Figure 20.4: The Proportion of Household Heads Retired by Years to Pension Eligibility in 2000, from Battistin, Brugiavini, Rettore, and Weber (2009)

Graph showing the proportion of people who are retired by how far they are from pension eligiblity. While some people retire before eligbility and fewer than 100% are retired afterwards, there's a jump of about 50 percentage points in the retirement rate from the year before eligibility to the year after.

They want to look at how consumption changes at that cutoff, just as you normally would with a non-fuzzy RDD. But if they just treated it as normal, their results would be way off. They’d be acting as though the cutoff increased the retirement rate by 100 percentage points, when it only did it by 30 percentage points. So they’d be expecting everyone to change their consumption habits when only 30 percent of people would, and would way understate the effects.

So they scale by the effect of the cutoff. Roughly,595 And we’ll get into more specifics in the How Is It Performed? section. they scale the effects they see by dividing them by the 30 percentage point jump (dividing by .3) to see how big the change would have been if everyone got treated.

What do they find? They do indeed find a drop in consumption at the moment someone retires. But conveniently their regression discontinuity design doesn’t just identify the effect of retirement on overall consumption, it identifies the effect of retirement on just about anything, in this case specific types of consumption and the number of kids at home.

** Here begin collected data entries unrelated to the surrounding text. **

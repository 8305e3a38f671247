// Copyright (C) 2025 SyncMyOrders Sp. z o.o.
// SPDX-License-Identifier: AGPL-3.0-or-later
//! Cluster inventory read from the clusters' own API servers.

use std::collections::BTreeMap;
use std::sync::Arc;

use appsync_core::connector::{CloudConfigKey, CloudConfigStore, DEFAULT_LEVEL, DEFAULT_NAMESPACE};
use appsync_intents::model::{ClusterLabels, ClusterNodes, NodeInfo};
use appsync_intents::{ClusterInventory, IntentError};
use async_trait::async_trait;
use k8s_openapi::api::core::v1::Node;
use kube::api::ListParams;
use kube::config::{KubeConfigOptions, Kubeconfig};
use kube::{Api, Client, Config};
use tracing::debug;

/// Parse a Kubernetes quantity into whole units.
///
/// Milli values are floored, binary (`Ki`..`Ei`) and decimal (`k`..`E`)
/// suffixes are expanded.
pub fn parse_quantity(raw: &str) -> Option<u64> {
    let raw = raw.trim();
    let split = raw
        .find(|c: char| !(c.is_ascii_digit() || c == '.'))
        .unwrap_or(raw.len());
    let (number, suffix) = raw.split_at(split);
    let value: f64 = number.parse().ok()?;
    let factor: f64 = match suffix {
        "" => 1.0,
        "m" => 0.001,
        "Ki" => 1024.0,
        "Mi" => 1024f64.powi(2),
        "Gi" => 1024f64.powi(3),
        "Ti" => 1024f64.powi(4),
        "Pi" => 1024f64.powi(5),
        "Ei" => 1024f64.powi(6),
        "k" => 1e3,
        "M" => 1e6,
        "G" => 1e9,
        "T" => 1e12,
        "P" => 1e15,
        "E" => 1e18,
        _ => return None,
    };
    Some((value * factor).floor() as u64)
}

fn node_info(node: &Node) -> NodeInfo {
    let labels = node.metadata.labels.clone().unwrap_or_default();
    let allocatable = node
        .status
        .as_ref()
        .and_then(|s| s.allocatable.as_ref())
        .map(|alloc| {
            alloc
                .iter()
                .filter_map(|(name, q)| Some((name.clone(), parse_quantity(&q.0)?)))
                .collect()
        })
        .unwrap_or_default();
    NodeInfo {
        name: node.metadata.name.clone().unwrap_or_default(),
        labels: labels.into_iter().collect(),
        allocatable,
    }
}

/// Labels carried by every node, as `key=value`.
fn common_labels(nodes: &[NodeInfo]) -> Vec<String> {
    let Some((first, rest)) = nodes.split_first() else {
        return Vec::new();
    };
    let mut common: BTreeMap<&String, &String> = first.labels.iter().collect();
    for node in rest {
        common.retain(|k, v| node.labels.get(*k) == Some(*v));
    }
    common.into_iter().map(|(k, v)| format!("{k}={v}")).collect()
}

/// Reads nodes through the kubeconfig stored for each cluster.
pub struct KubeInventory {
    cloud_config: Arc<dyn CloudConfigStore>,
}

impl KubeInventory {
    pub fn new(cloud_config: Arc<dyn CloudConfigStore>) -> Self {
        Self { cloud_config }
    }

    async fn client(&self, provider: &str, cluster: &str) -> appsync_intents::Result<Client> {
        let key = CloudConfigKey::new(provider, cluster, DEFAULT_LEVEL, DEFAULT_NAMESPACE);
        let raw = self.cloud_config.get_config(&key).await?;
        let text = std::str::from_utf8(&raw).map_err(appsync_core::Error::from)?;
        let kubeconfig = Kubeconfig::from_yaml(text)
            .map_err(|e| IntentError::Invalid(format!("kubeconfig of {provider}+{cluster}: {e}")))?;
        let config = Config::from_custom_kubeconfig(kubeconfig, &KubeConfigOptions::default())
            .await
            .map_err(|e| IntentError::Invalid(format!("kubeconfig of {provider}+{cluster}: {e}")))?;
        Client::try_from(config)
            .map_err(|e| IntentError::Invalid(format!("client for {provider}+{cluster}: {e}")))
    }
}

#[async_trait]
impl ClusterInventory for KubeInventory {
    async fn labels(&self, provider: &str, cluster: &str) -> appsync_intents::Result<ClusterLabels> {
        let nodes = self.nodes(provider, cluster).await?;
        Ok(ClusterLabels {
            labels: common_labels(&nodes.nodes),
        })
    }

    async fn nodes(&self, provider: &str, cluster: &str) -> appsync_intents::Result<ClusterNodes> {
        let client = self.client(provider, cluster).await?;
        let api: Api<Node> = Api::all(client);
        let list = api
            .list(&ListParams::default())
            .await
            .map_err(|e| IntentError::Invalid(format!("listing nodes of {provider}+{cluster}: {e}")))?;
        let nodes: Vec<NodeInfo> = list.items.iter().map(node_info).collect();
        debug!(provider, cluster, nodes = nodes.len(), "Listed cluster nodes");
        Ok(ClusterNodes { nodes })
    }
}
// Copyright (C) 2025 SyncMyOrders Sp. z o.o.
// SPDX-License-Identifier: AGPL-3.0-or-later
//! appsync-intents - intent controllers that rewrite AppContexts
//!
//! Each controller reads its intents from the document store and edits an
//! AppContext tree before the tree is handed to the reconciler.
//!
//! | Controller | Name | Effect on the AppContext |
//! |------------|------|--------------------------|
//! | [`hpa::HpaPlacement`] | `hpa` | Removes clusters that cannot host the requested replicas |
//! | [`ovn::OvnNetworking`] | `ovn` | Adds OVN interface annotations to workload pod templates |
//! | [`sfc::SfcGenerator`] | `sfc` | Adds the `network-chain-intents` app with one `NetworkChaining` CR per chain |
//! | [`sfc_client::SfcClientLabeller`] | `sfc-client` | Labels client workloads with their chain end selectors |
//!
//! [`cluster_snapshot`] keeps the per-cluster label and node snapshots the
//! placement filter reads.

pub mod cluster_snapshot;
pub mod error;
pub mod hpa;
pub mod model;
pub mod ovn;
pub mod sfc;
pub mod sfc_client;
pub mod store;
pub mod translator;
pub mod workload;

pub use cluster_snapshot::{ClmEvent, ClusterInventory, ClusterSnapshots, StaticInventory};
pub use error::{IntentError, Result};
pub use store::{IntentKind, IntentScope, IntentStore};
pub use translator::{Translator, TranslatorRegistry};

They find that consumption drops resulting from retirement are largely due to things like using your extra leisure time to cook rather than order from a restaurant, not needing nice work clothes any more, and adult children tending to move out of the house. Not so bad as a drop in consumption might seem.

Surely there’s a catch. Well, sort of. As with anything we need to ask ourselves what assumptions need to be made for all of this to work, what the pros and cons are, and what exactly we end up estimating.

First, as with any other method where we isolate just the part of the variation where we can identify the effect, we need to assume that nothing fishy is going on in that variation. We’re estimating the effect of treatment, sure, but really we’re estimating the effect of the cutoff and attributing that (or part of that, if it’s fuzzy) to the treatment. So if anything else is changing at the cutoff, we’re in trouble. This assumption is the assumption that the outcome is smooth at the cutoff. That is, if treatment status actually hadn’t changed at the cutoff (if nobody near the cutoff had gotten treated, or everyone had, or everyone had the same chance of being treated), then there would be no jump or discontinuity to speak of.596 This is an assumption about a counterfactual - we can’t really check it. We just need to understand the context we’re studying very well and think carefully about what else might have changed at the cutoff.

Say we want to know the effect of a gifted-and-talented school program that requires a score of 95 out of 100 on a math test to get in. Does getting a 95 or more on your math test both get you into the gifted-and-talented program and the science-museum-field-trip program? Well, then you can’t use regression discontinuity to get just the effect of the gifted-and-talented program. No way to separate it from those field trips.

This is a problem even if there isn’t another explicit treatment happening at the cutoff. Maybe gifted-and-talented is the only program assigned with a 95-score cutoff, but if it just so happens that the proportion of tall people is way different for people with 94s as opposed to people with 96s. Even if getting a 94 vs. a 96 is completely random and the height difference was happenstance, it’s hard to distinguish the effect of gifted-and-talented from the effect of being tall.

Second, the whole crux of this thing is that people are basically randomly assigned to either side of the cutoff if we zoom in close enough.597 After correcting for “trend.” \(^,\)598 There are ways to think about regression discontinuity without it actually needing to be “random around the cutoff.” But this is such a simple way to think about it that it will remain the focus in this chapter. So we need to assume that the running variable is randomly assigned around the cutoff and isn’t manipulated. If teachers want more students in gifted-and-talented, so they take kids with scores of 94 and secretly regrade their tests so they get 96s instead, then suddenly it’s not really random whether you get a 94 or a 96. We can’t say that a comparison between the 94s and 96s identifies the effect any more!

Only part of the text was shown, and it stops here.